Pose director and bestselling author Janet Mock says her career has been hampered by ‘racism, sexism and transphobia’

LGBTQ

Janet Mock on the red carpet for Pose. (Rich Fury/Getty Images)

Pose director Janet Mock says bookshops still don’t stock her bestselling debut memoir Redefining Realness because of “racism, sexism and transphobia”.

The writer, TV host and Emmy award-winning director was responding to a fan who asked, on June 16, why “neither Barnes & Noble or Target have the Janet Mock book”.

Mock – who was, in 2018, the first trans woman of colour in history to be hired as a writer for a television series, when she started working on Pose – explained that despite it making history and jumping straight onto the New York Times bestseller list, most bookshops still don’t stock her book.

“Racism. Sexism. Transphobia….” she responded on Twitter.

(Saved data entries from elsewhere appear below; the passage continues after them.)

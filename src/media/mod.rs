//! Media types for the mixing core
//!
//! This module provides:
//! - Reference-counted media buffers and a bounded buffer pool
//! - Codec descriptors
//! - Decoded frame views (I420 video, 16-bit PCM audio)
//! - The encoder boundary and the built-in uncompressed encoders

pub mod buffer;
pub mod codec;
pub mod encoder;
pub mod frame;

pub use buffer::{BufferId, BufferInfo, BufferPool, MediaBuffer, MediaKind};
pub use codec::{AudioCodecId, AudioCodecInfo, VideoCodecId, VideoCodecInfo};
pub use encoder::{
    AudioEncoder, EncodedFrame, PcmAudioEncoder, RawVideoEncoder, VideoEncoder,
};
pub use frame::{AudioFrame, Canvas, Plane, VideoFrame};
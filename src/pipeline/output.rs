//! Output element
//!
//! Terminal stage handing encoded buffers to the transport's
//! [`OutputReceiver`], stamped with the output stream's SSRC.

use std::sync::atomic::{AtomicU64, Ordering};
use std::sync::Arc;

use crate::error::Result;
use crate::mixer::{OutputPacket, OutputReceiver};

use super::element::{BufferMessage, Element, ElementConfig, PadOutput};

/// Sends every buffer it receives to an [`OutputReceiver`]
pub struct ReceiverElement {
    name: String,
    ssrc: u32,
    receiver: Arc<dyn OutputReceiver>,
    sent: Arc<AtomicU64>,
}

impl ReceiverElement {
    /// Create an output stage for the stream identified by `ssrc`
    pub fn new(name: impl Into<String>, ssrc: u32, receiver: Arc<dyn OutputReceiver>) -> Self {
        Self {
            name: name.into(),
            ssrc,
            receiver,
            sent: Arc::new(AtomicU64::new(0)),
        }
    }

    /// Shared counter of packets handed to the receiver
    pub fn sent_counter(&self) -> Arc<AtomicU64> {
        Arc::clone(&self.sent)
    }
}

impl Element for ReceiverElement {
    fn name(&self) -> &str {
        &self.name
    }

    fn sink_pads(&self) -> &[&'static str] {
        &["sink"]
    }

    fn init(&mut self, _config: &ElementConfig) -> Result<()> {
        Ok(())
    }

    fn process_chain(&mut self, _pad: &str, message: BufferMessage, _out: &mut PadOutput) -> Result<()> {
        let buffer = message.buffer;
        self.receiver.receive(OutputPacket {
            kind: buffer.kind(),
            ssrc: self.ssrc,
            timestamp: buffer.timestamp(),
            key_frame: buffer.is_key_frame(),
            payload: buffer.payload().clone(),
        });
        self.sent.fetch_add(1, Ordering::Relaxed);
        Ok(())
    }
}
//! Media buffers
//!
//! A [`MediaBuffer`] is one unit of audio or video payload travelling between
//! pipeline stages. The payload is a `bytes::Bytes`, so cloning a buffer
//! (sharing it with another stage) only bumps a reference count.
//!
//! Buffers leased from a [`BufferPool`] count against the pool until the last
//! clone is recycled or dropped:
//!
//! ```text
//!   pool.lease(buf) ──► stage A ──clone──► stage B
//!        in_flight+1       │                  │
//!                          ▼                  ▼
//!                      recycle()          recycle()  ──► in_flight-1
//! ```

use std::sync::atomic::{AtomicU64, AtomicUsize, Ordering};
use std::sync::Arc;

use bytes::Bytes;

use crate::error::{Error, Result};
use crate::mixer::SourceId;

static NEXT_BUFFER_ID: AtomicU64 = AtomicU64::new(1);

/// Unique identifier of a buffer (shared by all of its clones)
#[derive(Debug, Clone, Copy, PartialEq, Eq, Hash, PartialOrd, Ord)]
pub struct BufferId(u64);

impl BufferId {
    fn next() -> Self {
        Self(NEXT_BUFFER_ID.fetch_add(1, Ordering::Relaxed))
    }

    /// Raw id value
    pub fn as_u64(&self) -> u64 {
        self.0
    }
}

impl std::fmt::Display for BufferId {
    fn fmt(&self, f: &mut std::fmt::Formatter<'_>) -> std::fmt::Result {
        write!(f, "buf-{}", self.0)
    }
}

/// Kind of media carried by a buffer
#[derive(Debug, Clone, Copy, PartialEq, Eq, Hash)]
pub enum MediaKind {
    /// Audio samples
    Audio,
    /// Video frame
    Video,
}

/// Format metadata attached to a buffer
#[derive(Debug, Clone, Copy, PartialEq, Eq)]
pub enum BufferInfo {
    /// Video frame dimensions
    Video {
        /// Width in pixels
        width: u32,
        /// Height in pixels
        height: u32,
    },
    /// Audio sample format
    Audio {
        /// Sample rate in Hz
        sample_rate: u32,
        /// Channel count
        channels: u16,
    },
}

/// A unit of audio or video payload
///
/// Cheap to clone: clones share the payload and the pool lease.
#[derive(Debug, Clone)]
pub struct MediaBuffer {
    id: BufferId,
    kind: MediaKind,
    payload: Bytes,
    timestamp: u32,
    key_frame: bool,
    source: Option<SourceId>,
    info: BufferInfo,
    lease: Option<Arc<Lease>>,
}

impl MediaBuffer {
    /// Create a video buffer
    pub fn video(payload: Bytes, width: u32, height: u32, timestamp: u32) -> Self {
        Self {
            id: BufferId::next(),
            kind: MediaKind::Video,
            payload,
            timestamp,
            key_frame: false,
            source: None,
            info: BufferInfo::Video { width, height },
            lease: None,
        }
    }

    /// Create an audio buffer
    pub fn audio(payload: Bytes, sample_rate: u32, channels: u16, timestamp: u32) -> Self {
        Self {
            id: BufferId::next(),
            kind: MediaKind::Audio,
            payload,
            timestamp,
            key_frame: false,
            source: None,
            info: BufferInfo::Audio {
                sample_rate,
                channels,
            },
            lease: None,
        }
    }

    /// Tag the buffer with the source it came from
    pub fn with_source(mut self, source: SourceId) -> Self {
        self.source = Some(source);
        self
    }

    /// Mark the buffer as a key frame (or as a key-frame request, for raw input)
    pub fn with_key_frame(mut self, key_frame: bool) -> Self {
        self.key_frame = key_frame;
        self
    }

    /// Buffer id
    pub fn id(&self) -> BufferId {
        self.id
    }

    /// Media kind
    pub fn kind(&self) -> MediaKind {
        self.kind
    }

    /// Payload bytes
    pub fn payload(&self) -> &Bytes {
        &self.payload
    }

    /// Payload length in bytes
    pub fn len(&self) -> usize {
        self.payload.len()
    }

    /// Whether the payload is empty
    pub fn is_empty(&self) -> bool {
        self.payload.is_empty()
    }

    /// Timestamp (RTP clock units)
    pub fn timestamp(&self) -> u32 {
        self.timestamp
    }

    /// Whether this buffer is a key frame
    pub fn is_key_frame(&self) -> bool {
        self.key_frame
    }

    /// Source the buffer came from, if known
    pub fn source(&self) -> Option<SourceId> {
        self.source
    }

    /// Format metadata
    pub fn info(&self) -> BufferInfo {
        self.info
    }

    /// Whether this buffer counts against a pool
    pub fn is_pooled(&self) -> bool {
        self.lease.is_some()
    }

    /// Return this handle's share of the buffer.
    ///
    /// The pool slot is released once every clone has been recycled.
    pub fn recycle(self) {
        drop(self);
    }
}

#[derive(Debug)]
struct PoolShared {
    name: String,
    capacity: usize,
    in_flight: AtomicUsize,
}

#[derive(Debug)]
struct Lease {
    pool: Arc<PoolShared>,
}

impl Drop for Lease {
    fn drop(&mut self) {
        self.pool.in_flight.fetch_sub(1, Ordering::AcqRel);
    }
}

/// Bounded pool of in-flight buffers
///
/// The pool does not own memory; it bounds how many leased buffers may be
/// alive at once so a stalled stage surfaces as an allocation error instead
/// of unbounded growth.
#[derive(Debug, Clone)]
pub struct BufferPool {
    shared: Arc<PoolShared>,
}

impl BufferPool {
    /// Create a pool allowing `capacity` buffers in flight
    pub fn new(name: impl Into<String>, capacity: usize) -> Self {
        Self {
            shared: Arc::new(PoolShared {
                name: name.into(),
                capacity,
                in_flight: AtomicUsize::new(0),
            }),
        }
    }

    /// Attach a pool lease to a buffer.
    ///
    /// Fails with [`Error::Allocation`] when the pool is exhausted.
    pub fn lease(&self, mut buffer: MediaBuffer) -> Result<MediaBuffer> {
        let shared = &self.shared;
        shared
            .in_flight
            .fetch_update(Ordering::AcqRel, Ordering::Acquire, |n| {
                (n < shared.capacity).then_some(n + 1)
            })
            .map_err(|_| {
                Error::Allocation(format!(
                    "buffer pool '{}' exhausted (capacity {})",
                    shared.name, shared.capacity
                ))
            })?;

        buffer.lease = Some(Arc::new(Lease {
            pool: Arc::clone(shared),
        }));
        Ok(buffer)
    }

    /// Number of leased buffers still alive
    pub fn in_flight(&self) -> usize {
        self.shared.in_flight.load(Ordering::Acquire)
    }

    /// Maximum number of buffers in flight
    pub fn capacity(&self) -> usize {
        self.shared.capacity
    }
}

#[cfg(test)]
mod tests {
    use super::*;

    #[test]
    fn test_video_buffer() {
        let buf = MediaBuffer::video(Bytes::from_static(&[1, 2, 3]), 2, 1, 90);
        assert_eq!(buf.kind(), MediaKind::Video);
        assert_eq!(buf.len(), 3);
        assert_eq!(buf.timestamp(), 90);
        assert_eq!(buf.info(), BufferInfo::Video { width: 2, height: 1 });
        assert!(!buf.is_pooled());
        assert!(buf.source().is_none());
    }

    #[test]
    fn test_clone_shares_id() {
        let buf = MediaBuffer::audio(Bytes::from_static(&[0, 0]), 8000, 1, 0)
            .with_source(SourceId::new(3));
        let shared = buf.clone();
        assert_eq!(buf.id(), shared.id());
        assert_eq!(shared.source(), Some(SourceId::new(3)));

        let other = MediaBuffer::audio(Bytes::new(), 8000, 1, 0);
        assert_ne!(buf.id(), other.id());
        assert!(other.is_empty());
    }

    #[test]
    fn test_pool_lease_and_recycle() {
        let pool = BufferPool::new("test", 2);

        let a = pool
            .lease(MediaBuffer::video(Bytes::new(), 0, 0, 0))
            .unwrap();
        let b = pool
            .lease(MediaBuffer::video(Bytes::new(), 0, 0, 0))
            .unwrap();
        assert_eq!(pool.in_flight(), 2);
        assert!(a.is_pooled());

        let err = pool
            .lease(MediaBuffer::video(Bytes::new(), 0, 0, 0))
            .unwrap_err();
        assert!(matches!(err, Error::Allocation(_)));

        a.recycle();
        assert_eq!(pool.in_flight(), 1);

        // The lease is held until every clone is gone
        let b2 = b.clone();
        b.recycle();
        assert_eq!(pool.in_flight(), 1);
        b2.recycle();
        assert_eq!(pool.in_flight(), 0);
    }

    #[test]
    fn test_pool_capacity() {
        let pool = BufferPool::new("cap", 8);
        assert_eq!(pool.capacity(), 8);
        assert_eq!(pool.in_flight(), 0);
    }
}
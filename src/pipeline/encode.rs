//! Encoder element
//!
//! Wraps a [`VideoEncoder`] or [`AudioEncoder`] as a pipeline stage. Raw
//! video buffers marked as key frames are encoded as forced key frames.

use crate::error::{Error, Result};
use crate::media::{AudioEncoder, AudioFrame, MediaBuffer, VideoEncoder, VideoFrame};

use super::element::{BufferMessage, Element, ElementConfig, PadOutput};

enum Encoder {
    Video(Box<dyn VideoEncoder>),
    Audio(Box<dyn AudioEncoder>),
}

/// Encodes raw frames arriving on `sink` and pushes them on `src`
pub struct EncodeElement {
    name: String,
    encoder: Encoder,
    configured: bool,
}

impl EncodeElement {
    /// Wrap a video encoder
    pub fn video(name: impl Into<String>, encoder: Box<dyn VideoEncoder>) -> Self {
        Self {
            name: name.into(),
            encoder: Encoder::Video(encoder),
            configured: false,
        }
    }

    /// Wrap an audio encoder
    pub fn audio(name: impl Into<String>, encoder: Box<dyn AudioEncoder>) -> Self {
        Self {
            name: name.into(),
            encoder: Encoder::Audio(encoder),
            configured: false,
        }
    }
}

impl Element for EncodeElement {
    fn name(&self) -> &str {
        &self.name
    }

    fn sink_pads(&self) -> &[&'static str] {
        &["sink"]
    }

    fn src_pads(&self) -> &[&'static str] {
        &["src"]
    }

    fn init(&mut self, config: &ElementConfig) -> Result<()> {
        match (&mut self.encoder, config) {
            (Encoder::Video(encoder), ElementConfig::Video(codec)) => encoder.configure(codec)?,
            (Encoder::Audio(encoder), ElementConfig::Audio(codec)) => encoder.configure(codec)?,
            _ => {
                return Err(Error::configuration(
                    self.name.clone(),
                    "stream kind does not match the encoder",
                ))
            }
        }
        self.configured = true;
        Ok(())
    }

    fn process_chain(&mut self, _pad: &str, message: BufferMessage, out: &mut PadOutput) -> Result<()> {
        if !self.configured {
            return Err(Error::configuration(self.name.clone(), "not initialized"));
        }
        let input = message.buffer;

        let mut encoded = match &mut self.encoder {
            Encoder::Video(encoder) => {
                let frame = VideoFrame::from_buffer(&input)?;
                let result = encoder.encode(&frame, input.is_key_frame())?;
                MediaBuffer::video(result.payload, frame.width(), frame.height(), input.timestamp())
                    .with_key_frame(result.key_frame)
            }
            Encoder::Audio(encoder) => {
                let frame = AudioFrame::from_buffer(&input)?;
                let result = encoder.encode(&frame)?;
                MediaBuffer::audio(
                    result.payload,
                    frame.sample_rate(),
                    frame.channels(),
                    input.timestamp(),
                )
                .with_key_frame(result.key_frame)
            }
        };
        if let Some(source) = input.source() {
            encoded = encoded.with_source(source);
        }

        out.push("src", BufferMessage::transfer(encoded));
        Ok(())
    }
}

“This refusal to even give readers a chance to pick up my books, has happened from the very 1st day of release of Redefining Realness.

“Even after making history & the NYT list, MOST bookstores don’t carry my books & it’s not b/c they’re sold out.”

“It’s still a rare sight for me to walk in a bookstore and find a copy of my books (even in NYC/LA). The erasure is real & it hurts. Try to buy them from an indie (and queer/black-owned if possible). My fave is @bluestockings!”

Mock, who went on to make history again in 2019 when she wrote and directed an episode of Pose, making her the first trans woman of colour to write and direct any television episode, also explained that the lack of her books in bookshops is not to do with its success or popularity.

“Let’s be clear,” she said. “I made the NYT bestsellers list my first week of release as a first-time author — a black trans woman — without the help of brick or moral retailers. All praise to THE PEOPLE!”

Redefining Realness: My Path to Womanhood, Identity, Love & So Much More was published in February 2014 by Atria books.

It debuted 19th on the NYT’s bestseller list for hardcover non-fiction, and is an account of Mock’s girlhood growing up in Hawaii.

Mock continued: “And I’ve held onto this pain of having my work erased for years and the dams are bursting as I type because that shit fuckjng hurts and made me feel like maybe I shouldn’t write books, and just when I doubted myself, POSE came into my life and revived me.

“And what continues to save me are the girls, who found Redefining Realness and Surpassing Certainty despite access, who said my books saved them, and at the end of the day, that’s why I wrote them: For the girls. We still here.”